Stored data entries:
=== Begin Enclosure ===

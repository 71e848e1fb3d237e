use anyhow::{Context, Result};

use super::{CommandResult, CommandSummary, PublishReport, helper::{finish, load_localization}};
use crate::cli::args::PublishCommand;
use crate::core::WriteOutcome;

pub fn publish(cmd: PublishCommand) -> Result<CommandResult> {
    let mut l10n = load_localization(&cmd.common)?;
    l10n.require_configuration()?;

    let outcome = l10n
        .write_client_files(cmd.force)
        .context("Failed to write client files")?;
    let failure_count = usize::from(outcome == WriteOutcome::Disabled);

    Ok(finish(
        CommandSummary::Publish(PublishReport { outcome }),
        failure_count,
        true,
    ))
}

=== End Enclosure ===

Retype exactly. Start at the line with "to write client" and stop at the last line of the data.

**FINAL ANSWER**
        .context("Failed to write client files")?;
    let failure_count = usize::from(outcome == WriteOutcome::Disabled);

    Ok(finish(
        CommandSummary::Publish(PublishReport { outcome }),
        failure_count,
        true,
    ))
}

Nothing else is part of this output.